Which lines in the data contain the word "bail"? Please copy each of them.

========

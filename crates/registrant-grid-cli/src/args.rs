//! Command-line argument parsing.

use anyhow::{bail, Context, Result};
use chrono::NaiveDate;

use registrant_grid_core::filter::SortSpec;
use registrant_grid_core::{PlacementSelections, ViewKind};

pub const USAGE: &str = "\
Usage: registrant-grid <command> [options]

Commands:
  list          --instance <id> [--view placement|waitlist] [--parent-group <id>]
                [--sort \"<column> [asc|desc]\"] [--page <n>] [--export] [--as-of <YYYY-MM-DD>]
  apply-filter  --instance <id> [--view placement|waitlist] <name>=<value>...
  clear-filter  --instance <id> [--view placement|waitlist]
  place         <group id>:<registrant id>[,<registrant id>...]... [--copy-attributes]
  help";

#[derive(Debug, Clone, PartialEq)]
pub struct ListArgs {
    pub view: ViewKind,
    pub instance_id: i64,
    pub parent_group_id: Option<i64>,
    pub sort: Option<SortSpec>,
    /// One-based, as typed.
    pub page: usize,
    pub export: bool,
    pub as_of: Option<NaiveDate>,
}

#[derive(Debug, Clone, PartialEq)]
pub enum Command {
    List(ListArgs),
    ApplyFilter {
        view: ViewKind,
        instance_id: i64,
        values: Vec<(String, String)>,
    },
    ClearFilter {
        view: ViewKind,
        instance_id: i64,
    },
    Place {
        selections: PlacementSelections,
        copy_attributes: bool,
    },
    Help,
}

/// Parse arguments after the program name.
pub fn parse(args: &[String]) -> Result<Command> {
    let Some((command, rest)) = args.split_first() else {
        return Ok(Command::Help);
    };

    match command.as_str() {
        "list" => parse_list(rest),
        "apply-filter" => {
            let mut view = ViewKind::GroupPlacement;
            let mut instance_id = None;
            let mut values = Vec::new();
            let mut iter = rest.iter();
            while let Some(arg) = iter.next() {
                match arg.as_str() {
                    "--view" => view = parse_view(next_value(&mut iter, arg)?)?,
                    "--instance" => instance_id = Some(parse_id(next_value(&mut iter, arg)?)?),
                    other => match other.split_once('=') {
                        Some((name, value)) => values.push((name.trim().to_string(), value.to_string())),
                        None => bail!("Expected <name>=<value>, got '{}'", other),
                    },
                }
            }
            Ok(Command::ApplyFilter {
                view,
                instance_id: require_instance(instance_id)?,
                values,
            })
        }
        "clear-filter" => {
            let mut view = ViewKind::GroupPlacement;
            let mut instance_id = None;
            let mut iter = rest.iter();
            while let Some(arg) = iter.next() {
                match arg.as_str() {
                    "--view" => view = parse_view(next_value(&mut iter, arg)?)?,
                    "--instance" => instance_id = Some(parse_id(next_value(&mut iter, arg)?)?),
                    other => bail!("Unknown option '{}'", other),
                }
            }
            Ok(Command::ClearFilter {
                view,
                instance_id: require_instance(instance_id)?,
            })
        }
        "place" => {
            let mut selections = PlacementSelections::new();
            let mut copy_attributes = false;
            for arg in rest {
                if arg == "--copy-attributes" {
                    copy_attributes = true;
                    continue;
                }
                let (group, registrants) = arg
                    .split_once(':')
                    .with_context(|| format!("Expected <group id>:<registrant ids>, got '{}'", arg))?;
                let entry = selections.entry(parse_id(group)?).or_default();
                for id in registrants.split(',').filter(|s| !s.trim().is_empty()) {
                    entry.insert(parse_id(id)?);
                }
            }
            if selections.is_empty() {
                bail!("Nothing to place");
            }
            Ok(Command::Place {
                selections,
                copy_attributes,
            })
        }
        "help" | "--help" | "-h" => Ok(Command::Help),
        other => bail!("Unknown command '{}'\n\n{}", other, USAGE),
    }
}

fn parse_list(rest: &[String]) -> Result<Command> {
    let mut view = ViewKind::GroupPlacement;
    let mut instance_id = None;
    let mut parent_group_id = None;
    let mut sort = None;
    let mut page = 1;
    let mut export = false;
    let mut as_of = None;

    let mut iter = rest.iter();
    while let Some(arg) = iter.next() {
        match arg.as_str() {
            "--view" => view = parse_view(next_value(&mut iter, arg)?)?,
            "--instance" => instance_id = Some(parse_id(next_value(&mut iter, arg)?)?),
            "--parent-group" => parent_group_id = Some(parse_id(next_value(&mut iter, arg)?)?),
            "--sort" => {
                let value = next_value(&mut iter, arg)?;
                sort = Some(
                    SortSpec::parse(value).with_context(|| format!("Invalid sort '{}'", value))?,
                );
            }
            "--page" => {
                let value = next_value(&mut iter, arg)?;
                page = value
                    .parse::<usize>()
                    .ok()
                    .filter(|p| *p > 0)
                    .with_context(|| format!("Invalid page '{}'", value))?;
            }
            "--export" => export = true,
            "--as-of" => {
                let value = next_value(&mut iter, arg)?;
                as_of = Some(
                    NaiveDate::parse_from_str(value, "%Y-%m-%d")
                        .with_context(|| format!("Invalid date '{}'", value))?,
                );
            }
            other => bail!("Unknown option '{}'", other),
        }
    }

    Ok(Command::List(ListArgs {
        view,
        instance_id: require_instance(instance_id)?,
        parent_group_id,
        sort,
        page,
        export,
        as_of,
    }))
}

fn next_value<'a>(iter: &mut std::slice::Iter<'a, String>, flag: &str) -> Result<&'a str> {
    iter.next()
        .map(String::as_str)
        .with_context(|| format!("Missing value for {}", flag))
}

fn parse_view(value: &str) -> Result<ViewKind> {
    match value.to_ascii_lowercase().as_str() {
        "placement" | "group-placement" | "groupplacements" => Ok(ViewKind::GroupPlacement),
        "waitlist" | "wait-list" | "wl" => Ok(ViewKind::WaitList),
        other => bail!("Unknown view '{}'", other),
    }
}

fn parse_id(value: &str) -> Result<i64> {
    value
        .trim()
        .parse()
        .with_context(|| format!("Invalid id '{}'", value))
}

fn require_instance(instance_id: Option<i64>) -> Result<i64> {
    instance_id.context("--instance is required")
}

========

#### TASK RESPONSE
use anyhow::{bail, Context, Result};
                        None => bail!("Expected <name>=<value>, got '{}'", other),
                    other => bail!("Unknown option '{}'", other),
                bail!("Nothing to place");
        other => bail!("Unknown command '{}'\n\n{}", other, USAGE),
            other => bail!("Unknown option '{}'", other),
        other => bail!("Unknown view '{}'", other),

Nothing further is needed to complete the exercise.